■ Data provided ■
*** Block opens ***

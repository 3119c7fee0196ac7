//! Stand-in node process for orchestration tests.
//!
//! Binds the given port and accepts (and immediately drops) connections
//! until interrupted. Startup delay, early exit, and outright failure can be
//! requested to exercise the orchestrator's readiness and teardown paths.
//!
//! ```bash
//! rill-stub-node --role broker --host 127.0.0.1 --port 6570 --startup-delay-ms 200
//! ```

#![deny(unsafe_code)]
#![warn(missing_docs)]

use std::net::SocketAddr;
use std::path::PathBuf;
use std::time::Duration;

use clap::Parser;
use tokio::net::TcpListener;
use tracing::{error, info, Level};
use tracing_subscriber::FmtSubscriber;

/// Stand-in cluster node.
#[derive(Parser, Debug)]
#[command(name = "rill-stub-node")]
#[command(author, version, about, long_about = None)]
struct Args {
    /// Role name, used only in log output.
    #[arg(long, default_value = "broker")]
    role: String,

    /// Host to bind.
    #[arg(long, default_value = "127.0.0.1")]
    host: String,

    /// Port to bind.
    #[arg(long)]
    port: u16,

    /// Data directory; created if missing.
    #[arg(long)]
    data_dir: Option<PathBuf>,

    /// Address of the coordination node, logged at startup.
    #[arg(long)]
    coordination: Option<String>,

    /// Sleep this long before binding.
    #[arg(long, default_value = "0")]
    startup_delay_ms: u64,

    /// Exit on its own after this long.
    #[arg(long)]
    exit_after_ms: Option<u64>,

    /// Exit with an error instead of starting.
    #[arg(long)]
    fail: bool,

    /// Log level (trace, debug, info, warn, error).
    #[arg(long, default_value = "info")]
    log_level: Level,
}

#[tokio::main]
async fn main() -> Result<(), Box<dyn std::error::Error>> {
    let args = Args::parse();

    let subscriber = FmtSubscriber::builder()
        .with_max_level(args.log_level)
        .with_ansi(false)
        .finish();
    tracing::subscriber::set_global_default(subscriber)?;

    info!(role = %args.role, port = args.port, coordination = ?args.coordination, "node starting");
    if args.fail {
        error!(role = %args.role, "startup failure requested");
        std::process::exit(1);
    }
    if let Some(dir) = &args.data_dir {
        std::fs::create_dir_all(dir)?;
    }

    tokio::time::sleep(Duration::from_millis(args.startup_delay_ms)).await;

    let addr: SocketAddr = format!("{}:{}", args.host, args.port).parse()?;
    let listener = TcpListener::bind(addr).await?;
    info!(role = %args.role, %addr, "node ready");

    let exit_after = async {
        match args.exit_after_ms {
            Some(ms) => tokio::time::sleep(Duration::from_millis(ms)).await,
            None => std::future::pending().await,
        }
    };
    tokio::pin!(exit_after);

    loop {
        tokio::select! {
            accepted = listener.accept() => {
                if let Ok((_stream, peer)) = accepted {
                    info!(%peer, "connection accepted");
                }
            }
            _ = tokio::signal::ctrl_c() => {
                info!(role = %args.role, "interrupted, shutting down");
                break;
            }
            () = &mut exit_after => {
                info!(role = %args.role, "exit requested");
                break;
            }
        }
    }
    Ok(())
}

*** Block closes ***
*** Block opens ***

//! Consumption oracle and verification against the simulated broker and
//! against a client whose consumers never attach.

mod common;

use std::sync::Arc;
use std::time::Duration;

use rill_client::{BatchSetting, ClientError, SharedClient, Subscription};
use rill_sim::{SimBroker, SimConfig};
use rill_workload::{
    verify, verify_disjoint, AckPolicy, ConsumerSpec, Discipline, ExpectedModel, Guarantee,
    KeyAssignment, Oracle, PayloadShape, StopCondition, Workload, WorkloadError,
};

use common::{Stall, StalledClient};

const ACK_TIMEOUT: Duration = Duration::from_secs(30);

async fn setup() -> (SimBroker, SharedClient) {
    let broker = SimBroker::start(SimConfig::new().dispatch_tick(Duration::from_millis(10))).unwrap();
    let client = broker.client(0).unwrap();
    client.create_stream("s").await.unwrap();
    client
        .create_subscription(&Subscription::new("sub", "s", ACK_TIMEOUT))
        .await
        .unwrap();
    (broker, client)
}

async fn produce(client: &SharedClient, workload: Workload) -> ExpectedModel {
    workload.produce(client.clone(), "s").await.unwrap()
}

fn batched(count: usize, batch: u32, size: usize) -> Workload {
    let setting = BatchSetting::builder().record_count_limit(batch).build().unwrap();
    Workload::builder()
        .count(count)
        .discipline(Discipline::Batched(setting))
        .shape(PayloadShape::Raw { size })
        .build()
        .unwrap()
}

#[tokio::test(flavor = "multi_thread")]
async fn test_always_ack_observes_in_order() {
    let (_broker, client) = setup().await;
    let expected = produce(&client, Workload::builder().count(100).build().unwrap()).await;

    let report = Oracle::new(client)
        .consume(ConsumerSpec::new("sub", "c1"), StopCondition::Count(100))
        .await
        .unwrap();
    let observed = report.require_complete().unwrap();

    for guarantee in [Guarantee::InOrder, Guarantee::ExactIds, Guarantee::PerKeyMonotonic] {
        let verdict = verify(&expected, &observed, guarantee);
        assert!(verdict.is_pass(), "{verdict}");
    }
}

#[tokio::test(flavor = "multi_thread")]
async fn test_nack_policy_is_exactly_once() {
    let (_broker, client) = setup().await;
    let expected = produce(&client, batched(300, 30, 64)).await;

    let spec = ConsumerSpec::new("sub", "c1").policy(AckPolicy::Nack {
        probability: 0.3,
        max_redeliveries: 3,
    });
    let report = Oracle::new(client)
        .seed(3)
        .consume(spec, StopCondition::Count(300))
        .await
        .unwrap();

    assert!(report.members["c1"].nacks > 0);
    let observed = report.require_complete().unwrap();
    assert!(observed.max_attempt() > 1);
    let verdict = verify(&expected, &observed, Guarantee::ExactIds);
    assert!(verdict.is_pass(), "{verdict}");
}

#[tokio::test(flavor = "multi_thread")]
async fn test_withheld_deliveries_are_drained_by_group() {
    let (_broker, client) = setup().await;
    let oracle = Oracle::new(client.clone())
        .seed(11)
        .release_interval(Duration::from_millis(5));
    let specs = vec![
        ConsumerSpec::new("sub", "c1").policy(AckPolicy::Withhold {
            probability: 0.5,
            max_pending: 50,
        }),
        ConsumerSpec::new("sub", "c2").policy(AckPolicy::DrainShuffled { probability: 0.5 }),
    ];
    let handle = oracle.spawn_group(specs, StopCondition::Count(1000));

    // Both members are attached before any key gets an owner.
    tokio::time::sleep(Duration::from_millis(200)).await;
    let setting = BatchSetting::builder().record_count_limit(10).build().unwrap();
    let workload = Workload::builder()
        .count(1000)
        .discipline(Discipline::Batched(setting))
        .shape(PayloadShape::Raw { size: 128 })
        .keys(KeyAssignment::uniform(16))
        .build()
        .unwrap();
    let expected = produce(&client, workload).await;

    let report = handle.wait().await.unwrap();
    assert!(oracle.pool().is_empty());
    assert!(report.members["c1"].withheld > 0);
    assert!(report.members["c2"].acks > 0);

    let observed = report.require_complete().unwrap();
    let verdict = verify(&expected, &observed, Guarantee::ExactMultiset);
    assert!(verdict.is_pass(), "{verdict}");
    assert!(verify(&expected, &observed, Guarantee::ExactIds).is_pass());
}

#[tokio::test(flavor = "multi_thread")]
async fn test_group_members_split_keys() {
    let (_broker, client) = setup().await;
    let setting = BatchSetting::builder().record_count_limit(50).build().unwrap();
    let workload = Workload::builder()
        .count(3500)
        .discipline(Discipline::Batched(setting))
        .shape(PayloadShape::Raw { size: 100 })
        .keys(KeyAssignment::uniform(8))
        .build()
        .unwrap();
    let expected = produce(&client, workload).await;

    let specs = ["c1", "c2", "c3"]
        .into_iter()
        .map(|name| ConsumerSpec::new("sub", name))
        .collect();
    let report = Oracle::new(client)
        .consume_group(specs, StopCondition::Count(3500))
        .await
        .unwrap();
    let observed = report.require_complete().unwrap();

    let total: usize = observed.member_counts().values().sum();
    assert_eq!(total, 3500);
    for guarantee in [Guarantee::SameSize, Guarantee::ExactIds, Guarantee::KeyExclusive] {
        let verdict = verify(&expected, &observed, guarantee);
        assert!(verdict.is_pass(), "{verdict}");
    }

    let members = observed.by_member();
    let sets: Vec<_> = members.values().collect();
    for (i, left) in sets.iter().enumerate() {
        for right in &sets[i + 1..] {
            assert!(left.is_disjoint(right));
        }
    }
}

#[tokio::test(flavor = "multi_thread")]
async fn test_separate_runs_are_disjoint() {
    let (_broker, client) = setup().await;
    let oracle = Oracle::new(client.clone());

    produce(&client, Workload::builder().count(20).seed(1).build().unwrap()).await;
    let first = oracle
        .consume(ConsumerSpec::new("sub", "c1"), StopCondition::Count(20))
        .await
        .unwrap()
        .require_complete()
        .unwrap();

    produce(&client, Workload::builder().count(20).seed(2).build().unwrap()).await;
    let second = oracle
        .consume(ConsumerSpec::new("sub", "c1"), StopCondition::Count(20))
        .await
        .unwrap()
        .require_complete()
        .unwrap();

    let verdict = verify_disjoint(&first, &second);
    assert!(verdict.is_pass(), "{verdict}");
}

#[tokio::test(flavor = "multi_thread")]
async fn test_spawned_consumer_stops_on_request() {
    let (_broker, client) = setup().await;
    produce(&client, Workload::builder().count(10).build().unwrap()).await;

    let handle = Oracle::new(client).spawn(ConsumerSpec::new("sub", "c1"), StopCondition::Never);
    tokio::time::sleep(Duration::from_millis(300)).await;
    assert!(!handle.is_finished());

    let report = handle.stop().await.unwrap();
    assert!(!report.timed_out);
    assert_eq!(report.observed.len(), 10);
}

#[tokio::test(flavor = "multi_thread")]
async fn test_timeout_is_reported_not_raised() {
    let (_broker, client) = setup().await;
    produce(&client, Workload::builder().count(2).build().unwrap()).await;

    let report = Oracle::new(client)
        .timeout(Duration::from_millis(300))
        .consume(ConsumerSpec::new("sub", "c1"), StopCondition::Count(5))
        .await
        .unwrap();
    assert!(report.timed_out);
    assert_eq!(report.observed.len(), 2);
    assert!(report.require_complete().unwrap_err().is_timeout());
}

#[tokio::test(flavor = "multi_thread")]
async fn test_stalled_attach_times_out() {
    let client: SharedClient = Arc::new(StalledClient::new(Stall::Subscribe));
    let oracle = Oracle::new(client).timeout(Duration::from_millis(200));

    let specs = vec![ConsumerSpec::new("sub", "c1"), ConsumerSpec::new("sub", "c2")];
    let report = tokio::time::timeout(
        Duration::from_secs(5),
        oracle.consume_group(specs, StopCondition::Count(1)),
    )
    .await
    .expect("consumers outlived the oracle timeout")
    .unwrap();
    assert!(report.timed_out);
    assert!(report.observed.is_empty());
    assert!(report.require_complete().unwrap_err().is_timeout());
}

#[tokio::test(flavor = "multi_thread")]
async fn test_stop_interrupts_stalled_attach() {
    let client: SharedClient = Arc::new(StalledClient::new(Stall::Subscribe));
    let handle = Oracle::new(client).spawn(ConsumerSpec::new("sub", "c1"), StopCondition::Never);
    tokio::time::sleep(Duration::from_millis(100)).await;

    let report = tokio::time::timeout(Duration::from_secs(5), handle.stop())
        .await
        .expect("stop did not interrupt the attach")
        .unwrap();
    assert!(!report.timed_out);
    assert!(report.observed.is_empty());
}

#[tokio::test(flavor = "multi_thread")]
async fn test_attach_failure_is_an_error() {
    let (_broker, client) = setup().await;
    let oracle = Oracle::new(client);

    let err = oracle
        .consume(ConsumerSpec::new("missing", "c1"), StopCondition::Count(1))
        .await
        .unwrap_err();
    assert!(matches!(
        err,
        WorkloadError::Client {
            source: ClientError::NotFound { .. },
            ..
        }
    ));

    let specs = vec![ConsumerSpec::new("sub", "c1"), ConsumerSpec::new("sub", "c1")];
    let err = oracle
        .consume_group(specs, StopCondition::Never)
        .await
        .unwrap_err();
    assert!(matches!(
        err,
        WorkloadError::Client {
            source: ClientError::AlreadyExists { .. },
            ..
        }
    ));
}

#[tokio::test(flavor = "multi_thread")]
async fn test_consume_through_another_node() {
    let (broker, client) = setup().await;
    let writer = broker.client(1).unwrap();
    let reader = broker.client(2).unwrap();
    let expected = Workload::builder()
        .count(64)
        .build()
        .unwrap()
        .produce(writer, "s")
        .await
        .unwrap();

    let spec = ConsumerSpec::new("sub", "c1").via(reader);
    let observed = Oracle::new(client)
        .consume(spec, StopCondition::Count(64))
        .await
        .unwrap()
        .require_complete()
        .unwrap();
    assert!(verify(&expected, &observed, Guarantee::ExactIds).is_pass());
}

*** Block closes ***

■ Task goal ■
Where a line of the data above includes the string "stub", pull it out.

■ Response to the task ■
//! rill-stub-node --role broker --host 127.0.0.1 --port 6570 --startup-delay-ms 200
#[command(name = "rill-stub-node")]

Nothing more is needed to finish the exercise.